Work to be completed:
Go over the data and keep only the lines that include "format".

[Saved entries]

- Opening Delimiter -

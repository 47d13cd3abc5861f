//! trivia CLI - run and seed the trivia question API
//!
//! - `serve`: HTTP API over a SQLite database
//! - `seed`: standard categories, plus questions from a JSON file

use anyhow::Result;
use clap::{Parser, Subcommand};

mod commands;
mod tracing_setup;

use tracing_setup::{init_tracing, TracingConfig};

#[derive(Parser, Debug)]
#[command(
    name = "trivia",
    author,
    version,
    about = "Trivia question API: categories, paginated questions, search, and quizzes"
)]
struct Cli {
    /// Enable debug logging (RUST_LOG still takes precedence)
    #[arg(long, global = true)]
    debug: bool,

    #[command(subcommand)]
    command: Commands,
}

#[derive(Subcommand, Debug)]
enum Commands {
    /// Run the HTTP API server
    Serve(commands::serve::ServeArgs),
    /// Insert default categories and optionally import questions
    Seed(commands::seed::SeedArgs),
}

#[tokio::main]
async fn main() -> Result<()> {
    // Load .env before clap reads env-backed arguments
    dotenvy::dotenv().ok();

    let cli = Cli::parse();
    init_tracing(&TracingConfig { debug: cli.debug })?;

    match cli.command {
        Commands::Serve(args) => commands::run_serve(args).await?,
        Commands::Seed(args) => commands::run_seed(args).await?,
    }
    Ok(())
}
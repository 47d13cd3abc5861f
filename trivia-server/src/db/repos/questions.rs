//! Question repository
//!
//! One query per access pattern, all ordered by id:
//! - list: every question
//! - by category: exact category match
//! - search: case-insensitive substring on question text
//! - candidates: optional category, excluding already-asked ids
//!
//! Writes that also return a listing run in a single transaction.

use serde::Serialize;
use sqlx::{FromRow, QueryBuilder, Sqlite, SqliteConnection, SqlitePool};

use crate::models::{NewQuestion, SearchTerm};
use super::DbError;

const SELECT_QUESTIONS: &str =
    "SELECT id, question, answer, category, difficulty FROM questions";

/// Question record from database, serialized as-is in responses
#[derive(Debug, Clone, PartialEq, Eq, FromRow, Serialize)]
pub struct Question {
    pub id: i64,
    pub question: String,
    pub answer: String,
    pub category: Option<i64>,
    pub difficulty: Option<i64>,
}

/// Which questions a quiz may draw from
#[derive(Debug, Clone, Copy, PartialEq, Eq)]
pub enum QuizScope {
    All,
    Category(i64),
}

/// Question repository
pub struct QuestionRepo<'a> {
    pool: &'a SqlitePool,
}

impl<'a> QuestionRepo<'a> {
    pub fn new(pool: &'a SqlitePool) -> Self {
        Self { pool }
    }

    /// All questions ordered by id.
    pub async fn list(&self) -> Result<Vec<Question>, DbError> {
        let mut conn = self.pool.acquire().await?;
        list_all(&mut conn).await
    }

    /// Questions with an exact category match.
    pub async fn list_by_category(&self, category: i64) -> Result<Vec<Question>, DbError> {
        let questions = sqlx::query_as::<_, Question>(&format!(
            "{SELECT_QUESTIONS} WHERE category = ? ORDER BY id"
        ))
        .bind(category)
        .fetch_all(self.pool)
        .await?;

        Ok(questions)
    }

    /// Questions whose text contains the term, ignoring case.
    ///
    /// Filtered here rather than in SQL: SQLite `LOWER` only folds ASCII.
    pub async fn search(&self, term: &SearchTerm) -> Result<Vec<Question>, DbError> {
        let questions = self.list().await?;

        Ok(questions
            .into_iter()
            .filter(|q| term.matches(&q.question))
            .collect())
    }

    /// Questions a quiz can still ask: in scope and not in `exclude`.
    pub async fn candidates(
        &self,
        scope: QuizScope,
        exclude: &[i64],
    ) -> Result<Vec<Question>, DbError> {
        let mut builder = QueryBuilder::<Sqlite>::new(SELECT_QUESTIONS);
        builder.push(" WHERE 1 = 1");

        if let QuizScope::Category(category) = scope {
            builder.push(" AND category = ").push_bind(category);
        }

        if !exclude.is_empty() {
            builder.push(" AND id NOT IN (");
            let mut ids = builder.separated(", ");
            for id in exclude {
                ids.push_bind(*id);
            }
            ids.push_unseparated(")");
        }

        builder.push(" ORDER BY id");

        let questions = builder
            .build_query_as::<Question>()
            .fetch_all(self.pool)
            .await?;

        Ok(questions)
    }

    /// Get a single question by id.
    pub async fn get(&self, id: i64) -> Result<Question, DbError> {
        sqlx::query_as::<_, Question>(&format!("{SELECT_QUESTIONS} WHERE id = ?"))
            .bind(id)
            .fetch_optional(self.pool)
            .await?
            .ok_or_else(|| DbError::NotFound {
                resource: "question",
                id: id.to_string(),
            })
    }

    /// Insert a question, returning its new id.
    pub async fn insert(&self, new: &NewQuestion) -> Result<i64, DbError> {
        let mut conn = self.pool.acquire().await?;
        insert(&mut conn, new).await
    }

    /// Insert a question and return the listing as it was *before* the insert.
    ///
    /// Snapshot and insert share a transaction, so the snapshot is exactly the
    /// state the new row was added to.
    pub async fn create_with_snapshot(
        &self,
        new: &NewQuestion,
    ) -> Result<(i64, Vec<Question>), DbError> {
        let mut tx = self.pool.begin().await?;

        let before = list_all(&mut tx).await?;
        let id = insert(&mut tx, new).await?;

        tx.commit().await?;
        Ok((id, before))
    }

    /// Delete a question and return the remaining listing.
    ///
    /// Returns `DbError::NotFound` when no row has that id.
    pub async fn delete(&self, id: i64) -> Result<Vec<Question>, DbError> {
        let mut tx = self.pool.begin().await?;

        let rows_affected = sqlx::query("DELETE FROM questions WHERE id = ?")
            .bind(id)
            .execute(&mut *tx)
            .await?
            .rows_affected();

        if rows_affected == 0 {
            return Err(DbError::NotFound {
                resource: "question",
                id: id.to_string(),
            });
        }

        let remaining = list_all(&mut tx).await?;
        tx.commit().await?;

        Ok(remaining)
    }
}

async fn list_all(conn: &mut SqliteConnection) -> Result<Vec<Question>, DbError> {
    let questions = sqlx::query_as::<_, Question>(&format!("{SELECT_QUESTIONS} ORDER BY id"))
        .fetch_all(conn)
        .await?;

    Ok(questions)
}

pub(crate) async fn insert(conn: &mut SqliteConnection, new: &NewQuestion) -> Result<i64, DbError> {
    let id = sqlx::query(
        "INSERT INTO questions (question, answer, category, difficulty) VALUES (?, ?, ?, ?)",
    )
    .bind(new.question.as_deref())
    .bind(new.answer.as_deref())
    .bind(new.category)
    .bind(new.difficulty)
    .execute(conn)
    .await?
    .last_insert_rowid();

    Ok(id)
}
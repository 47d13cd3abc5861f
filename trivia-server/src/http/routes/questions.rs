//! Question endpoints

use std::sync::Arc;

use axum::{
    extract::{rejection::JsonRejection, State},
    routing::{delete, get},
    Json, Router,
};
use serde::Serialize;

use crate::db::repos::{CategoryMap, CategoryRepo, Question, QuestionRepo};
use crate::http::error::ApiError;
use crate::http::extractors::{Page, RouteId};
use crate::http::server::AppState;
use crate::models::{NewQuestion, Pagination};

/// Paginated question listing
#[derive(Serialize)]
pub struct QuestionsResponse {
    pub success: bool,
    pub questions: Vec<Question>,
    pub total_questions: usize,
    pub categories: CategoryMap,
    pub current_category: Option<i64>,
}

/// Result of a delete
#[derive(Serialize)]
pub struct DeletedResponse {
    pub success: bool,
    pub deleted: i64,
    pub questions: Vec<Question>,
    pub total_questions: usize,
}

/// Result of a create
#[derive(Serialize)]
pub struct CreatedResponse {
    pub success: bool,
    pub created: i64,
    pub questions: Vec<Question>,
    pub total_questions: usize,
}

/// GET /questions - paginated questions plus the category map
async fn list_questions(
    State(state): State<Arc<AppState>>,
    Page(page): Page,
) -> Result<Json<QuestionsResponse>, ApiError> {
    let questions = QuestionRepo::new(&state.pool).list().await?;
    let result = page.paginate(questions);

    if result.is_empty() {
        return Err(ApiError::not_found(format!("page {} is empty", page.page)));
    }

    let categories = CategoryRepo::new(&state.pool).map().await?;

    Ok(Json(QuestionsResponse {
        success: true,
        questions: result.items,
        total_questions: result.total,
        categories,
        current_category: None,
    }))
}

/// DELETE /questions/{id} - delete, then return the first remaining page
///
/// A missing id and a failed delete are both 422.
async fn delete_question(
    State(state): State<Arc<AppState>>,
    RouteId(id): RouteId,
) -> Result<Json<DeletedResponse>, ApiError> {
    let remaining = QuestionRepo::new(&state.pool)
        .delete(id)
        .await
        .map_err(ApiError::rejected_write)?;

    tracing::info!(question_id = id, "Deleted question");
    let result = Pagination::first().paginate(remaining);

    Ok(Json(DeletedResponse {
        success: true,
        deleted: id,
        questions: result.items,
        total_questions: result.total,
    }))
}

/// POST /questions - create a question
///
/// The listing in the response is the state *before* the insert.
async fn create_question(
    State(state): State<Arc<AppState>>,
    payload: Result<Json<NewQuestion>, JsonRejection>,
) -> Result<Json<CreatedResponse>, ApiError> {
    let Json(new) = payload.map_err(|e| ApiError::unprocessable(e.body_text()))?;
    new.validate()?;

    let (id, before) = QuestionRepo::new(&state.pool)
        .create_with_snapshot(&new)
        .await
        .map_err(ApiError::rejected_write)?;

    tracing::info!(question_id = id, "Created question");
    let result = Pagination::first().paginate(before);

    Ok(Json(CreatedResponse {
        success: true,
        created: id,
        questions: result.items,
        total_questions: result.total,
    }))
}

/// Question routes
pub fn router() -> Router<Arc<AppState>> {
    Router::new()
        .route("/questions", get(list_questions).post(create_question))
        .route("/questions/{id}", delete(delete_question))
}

- Closing Delimiter -
- Opening Delimiter -

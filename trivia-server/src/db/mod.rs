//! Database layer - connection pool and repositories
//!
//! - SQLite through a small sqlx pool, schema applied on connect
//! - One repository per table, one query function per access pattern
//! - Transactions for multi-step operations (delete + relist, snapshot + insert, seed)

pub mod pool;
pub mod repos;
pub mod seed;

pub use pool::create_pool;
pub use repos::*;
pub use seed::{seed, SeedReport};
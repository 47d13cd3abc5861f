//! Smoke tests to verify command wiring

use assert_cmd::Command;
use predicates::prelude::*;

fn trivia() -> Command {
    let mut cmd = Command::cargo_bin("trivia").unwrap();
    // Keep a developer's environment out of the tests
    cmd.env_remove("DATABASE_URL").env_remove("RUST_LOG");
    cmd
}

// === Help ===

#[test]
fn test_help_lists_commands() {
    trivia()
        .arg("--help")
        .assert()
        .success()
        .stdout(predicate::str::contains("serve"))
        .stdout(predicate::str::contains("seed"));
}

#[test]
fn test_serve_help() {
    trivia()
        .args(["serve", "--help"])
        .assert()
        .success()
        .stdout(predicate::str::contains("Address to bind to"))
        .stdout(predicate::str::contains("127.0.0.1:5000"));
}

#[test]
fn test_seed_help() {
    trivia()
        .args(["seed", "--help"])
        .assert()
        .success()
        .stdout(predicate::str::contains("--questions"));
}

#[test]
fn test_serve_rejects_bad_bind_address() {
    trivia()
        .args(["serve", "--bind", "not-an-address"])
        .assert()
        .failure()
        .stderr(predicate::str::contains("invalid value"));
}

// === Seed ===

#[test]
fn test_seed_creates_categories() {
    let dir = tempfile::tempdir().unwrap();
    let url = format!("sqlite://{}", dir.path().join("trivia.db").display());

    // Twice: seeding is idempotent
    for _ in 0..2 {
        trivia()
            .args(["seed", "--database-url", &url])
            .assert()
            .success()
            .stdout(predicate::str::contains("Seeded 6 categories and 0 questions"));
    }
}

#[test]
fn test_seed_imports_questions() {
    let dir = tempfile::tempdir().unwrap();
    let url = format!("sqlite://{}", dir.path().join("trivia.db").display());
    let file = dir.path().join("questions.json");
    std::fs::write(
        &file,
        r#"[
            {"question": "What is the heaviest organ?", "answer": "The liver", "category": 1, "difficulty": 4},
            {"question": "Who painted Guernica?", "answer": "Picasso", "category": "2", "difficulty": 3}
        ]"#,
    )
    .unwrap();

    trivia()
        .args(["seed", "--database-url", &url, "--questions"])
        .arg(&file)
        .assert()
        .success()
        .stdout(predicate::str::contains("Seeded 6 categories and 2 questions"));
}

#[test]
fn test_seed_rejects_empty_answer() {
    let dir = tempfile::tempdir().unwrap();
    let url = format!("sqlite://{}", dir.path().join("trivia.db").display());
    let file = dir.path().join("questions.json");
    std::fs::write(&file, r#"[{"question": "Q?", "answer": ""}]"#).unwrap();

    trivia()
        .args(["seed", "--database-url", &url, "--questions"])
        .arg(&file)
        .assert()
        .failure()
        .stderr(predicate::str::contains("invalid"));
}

- Closing Delimiter -

Response to the task:
        let questions = sqlx::query_as::<_, Question>(&format!(
        sqlx::query_as::<_, Question>(&format!("{SELECT_QUESTIONS} WHERE id = ?"))
    let questions = sqlx::query_as::<_, Question>(&format!("{SELECT_QUESTIONS} ORDER BY id"))
        return Err(ApiError::not_found(format!("page {} is empty", page.page)));
    let url = format!("sqlite://{}", dir.path().join("trivia.db").display());
    let url = format!("sqlite://{}", dir.path().join("trivia.db").display());
    let url = format!("sqlite://{}", dir.path().join("trivia.db").display());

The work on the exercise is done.